REQUIREMENT:
Gather from the material every line that contains the string "Clone".

DATA LISTING below:

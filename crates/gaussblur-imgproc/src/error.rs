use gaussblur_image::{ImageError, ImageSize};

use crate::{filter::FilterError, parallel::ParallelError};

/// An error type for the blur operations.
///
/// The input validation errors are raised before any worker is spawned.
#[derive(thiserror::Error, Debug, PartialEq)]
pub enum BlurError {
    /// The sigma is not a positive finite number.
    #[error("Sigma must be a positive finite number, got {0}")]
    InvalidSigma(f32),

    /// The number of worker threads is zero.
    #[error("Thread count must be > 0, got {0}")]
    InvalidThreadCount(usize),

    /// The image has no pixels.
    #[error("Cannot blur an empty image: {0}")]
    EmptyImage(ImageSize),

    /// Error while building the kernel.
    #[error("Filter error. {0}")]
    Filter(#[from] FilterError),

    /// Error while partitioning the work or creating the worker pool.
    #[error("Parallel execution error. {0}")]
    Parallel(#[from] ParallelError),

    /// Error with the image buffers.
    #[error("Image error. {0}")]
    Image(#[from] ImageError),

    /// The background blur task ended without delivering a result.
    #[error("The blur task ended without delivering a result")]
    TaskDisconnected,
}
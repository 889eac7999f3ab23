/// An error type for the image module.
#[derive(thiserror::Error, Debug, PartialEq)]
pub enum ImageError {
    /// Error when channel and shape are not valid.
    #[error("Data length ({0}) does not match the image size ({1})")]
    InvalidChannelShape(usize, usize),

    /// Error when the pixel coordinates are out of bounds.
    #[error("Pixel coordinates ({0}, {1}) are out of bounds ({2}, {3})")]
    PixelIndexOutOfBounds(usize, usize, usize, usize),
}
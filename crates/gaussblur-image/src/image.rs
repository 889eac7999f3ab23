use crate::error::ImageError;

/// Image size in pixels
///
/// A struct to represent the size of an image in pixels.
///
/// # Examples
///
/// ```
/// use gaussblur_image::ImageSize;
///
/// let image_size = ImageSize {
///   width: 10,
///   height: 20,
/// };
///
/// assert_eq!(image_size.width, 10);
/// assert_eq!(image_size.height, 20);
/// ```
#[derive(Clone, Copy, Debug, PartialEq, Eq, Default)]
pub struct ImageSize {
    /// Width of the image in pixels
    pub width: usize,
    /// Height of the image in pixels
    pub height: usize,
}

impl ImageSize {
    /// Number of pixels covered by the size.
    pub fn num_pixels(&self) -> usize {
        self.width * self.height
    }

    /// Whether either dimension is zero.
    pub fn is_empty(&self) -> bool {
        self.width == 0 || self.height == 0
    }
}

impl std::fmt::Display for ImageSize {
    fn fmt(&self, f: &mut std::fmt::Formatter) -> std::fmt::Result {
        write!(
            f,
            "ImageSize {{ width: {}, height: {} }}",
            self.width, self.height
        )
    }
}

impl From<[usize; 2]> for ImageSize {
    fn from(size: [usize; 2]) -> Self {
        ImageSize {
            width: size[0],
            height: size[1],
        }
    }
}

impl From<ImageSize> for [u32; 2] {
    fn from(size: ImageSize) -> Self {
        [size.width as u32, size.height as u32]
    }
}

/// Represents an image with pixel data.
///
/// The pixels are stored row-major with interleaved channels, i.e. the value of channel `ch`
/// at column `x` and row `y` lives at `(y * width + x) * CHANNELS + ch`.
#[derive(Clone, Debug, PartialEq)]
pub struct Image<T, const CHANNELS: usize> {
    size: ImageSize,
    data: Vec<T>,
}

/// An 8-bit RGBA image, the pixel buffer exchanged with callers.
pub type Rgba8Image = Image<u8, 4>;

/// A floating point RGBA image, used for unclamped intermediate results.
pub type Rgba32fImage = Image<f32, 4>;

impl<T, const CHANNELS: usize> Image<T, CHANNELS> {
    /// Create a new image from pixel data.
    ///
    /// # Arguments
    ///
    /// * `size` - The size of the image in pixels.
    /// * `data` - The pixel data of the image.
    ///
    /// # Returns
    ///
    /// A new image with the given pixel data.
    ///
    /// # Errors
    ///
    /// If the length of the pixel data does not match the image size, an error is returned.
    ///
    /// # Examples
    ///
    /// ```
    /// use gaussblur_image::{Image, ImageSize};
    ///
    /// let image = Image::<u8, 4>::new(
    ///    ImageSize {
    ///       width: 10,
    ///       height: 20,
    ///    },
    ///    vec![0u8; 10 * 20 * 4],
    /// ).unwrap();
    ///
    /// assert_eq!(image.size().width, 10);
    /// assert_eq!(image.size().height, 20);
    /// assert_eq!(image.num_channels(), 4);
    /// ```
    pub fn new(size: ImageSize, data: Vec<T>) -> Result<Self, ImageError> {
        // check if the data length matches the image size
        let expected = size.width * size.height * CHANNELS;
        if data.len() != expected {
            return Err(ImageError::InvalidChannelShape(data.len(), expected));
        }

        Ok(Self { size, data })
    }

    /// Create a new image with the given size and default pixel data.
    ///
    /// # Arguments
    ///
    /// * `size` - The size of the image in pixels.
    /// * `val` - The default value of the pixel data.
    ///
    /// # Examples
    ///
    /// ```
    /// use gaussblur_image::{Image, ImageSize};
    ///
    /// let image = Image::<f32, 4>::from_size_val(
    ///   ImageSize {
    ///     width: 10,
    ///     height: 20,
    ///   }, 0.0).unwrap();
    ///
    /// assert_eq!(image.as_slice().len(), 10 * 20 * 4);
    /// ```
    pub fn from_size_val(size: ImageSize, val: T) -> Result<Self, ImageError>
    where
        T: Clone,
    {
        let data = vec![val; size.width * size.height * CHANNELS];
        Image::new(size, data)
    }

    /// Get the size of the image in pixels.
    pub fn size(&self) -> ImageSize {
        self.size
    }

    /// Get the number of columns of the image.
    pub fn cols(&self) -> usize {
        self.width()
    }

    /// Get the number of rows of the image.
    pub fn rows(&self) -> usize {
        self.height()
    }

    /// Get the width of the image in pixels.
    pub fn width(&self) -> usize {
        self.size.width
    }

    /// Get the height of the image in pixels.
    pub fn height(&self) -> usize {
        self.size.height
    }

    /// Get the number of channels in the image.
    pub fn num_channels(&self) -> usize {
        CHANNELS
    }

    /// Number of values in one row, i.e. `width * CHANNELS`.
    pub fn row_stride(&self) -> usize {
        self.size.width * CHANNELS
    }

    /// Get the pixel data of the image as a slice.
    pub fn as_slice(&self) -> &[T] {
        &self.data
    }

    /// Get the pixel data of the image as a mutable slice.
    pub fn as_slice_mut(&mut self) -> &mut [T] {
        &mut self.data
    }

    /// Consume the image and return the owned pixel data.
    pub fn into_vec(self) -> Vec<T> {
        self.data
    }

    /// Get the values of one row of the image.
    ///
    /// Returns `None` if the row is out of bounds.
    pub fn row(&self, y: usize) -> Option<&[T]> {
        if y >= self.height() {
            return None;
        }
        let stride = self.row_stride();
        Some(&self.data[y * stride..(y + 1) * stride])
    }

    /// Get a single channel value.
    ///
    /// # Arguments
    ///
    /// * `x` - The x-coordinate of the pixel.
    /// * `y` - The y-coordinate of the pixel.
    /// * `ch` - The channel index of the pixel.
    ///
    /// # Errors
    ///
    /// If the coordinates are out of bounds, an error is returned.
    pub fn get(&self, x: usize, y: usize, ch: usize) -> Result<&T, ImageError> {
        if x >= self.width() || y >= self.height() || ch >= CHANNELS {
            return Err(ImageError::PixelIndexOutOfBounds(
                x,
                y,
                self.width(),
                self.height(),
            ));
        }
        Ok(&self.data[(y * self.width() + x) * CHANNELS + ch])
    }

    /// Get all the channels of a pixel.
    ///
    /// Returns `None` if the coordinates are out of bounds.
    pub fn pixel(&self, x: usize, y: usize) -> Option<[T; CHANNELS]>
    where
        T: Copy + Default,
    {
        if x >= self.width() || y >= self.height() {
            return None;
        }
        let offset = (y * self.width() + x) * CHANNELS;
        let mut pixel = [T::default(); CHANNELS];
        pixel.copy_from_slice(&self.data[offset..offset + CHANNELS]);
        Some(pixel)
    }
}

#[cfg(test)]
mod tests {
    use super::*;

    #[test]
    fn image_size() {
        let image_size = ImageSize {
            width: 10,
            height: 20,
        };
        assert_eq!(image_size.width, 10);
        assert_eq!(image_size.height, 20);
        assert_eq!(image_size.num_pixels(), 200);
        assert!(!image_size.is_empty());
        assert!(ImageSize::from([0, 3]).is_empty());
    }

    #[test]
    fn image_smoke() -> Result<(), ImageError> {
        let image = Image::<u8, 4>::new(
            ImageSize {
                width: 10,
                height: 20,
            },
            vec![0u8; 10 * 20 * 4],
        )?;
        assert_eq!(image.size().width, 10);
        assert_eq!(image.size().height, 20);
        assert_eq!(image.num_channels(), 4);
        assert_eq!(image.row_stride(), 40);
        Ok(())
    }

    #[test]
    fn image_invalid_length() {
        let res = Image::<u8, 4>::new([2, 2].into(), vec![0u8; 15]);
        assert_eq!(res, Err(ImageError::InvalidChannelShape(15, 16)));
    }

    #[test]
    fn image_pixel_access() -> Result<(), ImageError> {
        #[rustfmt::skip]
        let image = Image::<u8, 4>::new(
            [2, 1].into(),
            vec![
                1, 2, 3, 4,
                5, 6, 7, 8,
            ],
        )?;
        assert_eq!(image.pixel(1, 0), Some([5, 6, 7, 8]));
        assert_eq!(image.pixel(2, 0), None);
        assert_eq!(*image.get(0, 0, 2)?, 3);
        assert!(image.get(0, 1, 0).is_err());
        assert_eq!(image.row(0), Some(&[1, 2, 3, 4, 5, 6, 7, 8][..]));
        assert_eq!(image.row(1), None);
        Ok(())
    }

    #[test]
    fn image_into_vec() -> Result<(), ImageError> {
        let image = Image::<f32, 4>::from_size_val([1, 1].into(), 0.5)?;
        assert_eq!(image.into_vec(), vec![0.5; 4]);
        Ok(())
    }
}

End of DATA LISTING.

EXERCISE SOLUTION:
#[derive(Clone, Copy, Debug, PartialEq, Eq, Default)]
#[derive(Clone, Debug, PartialEq)]
        T: Clone,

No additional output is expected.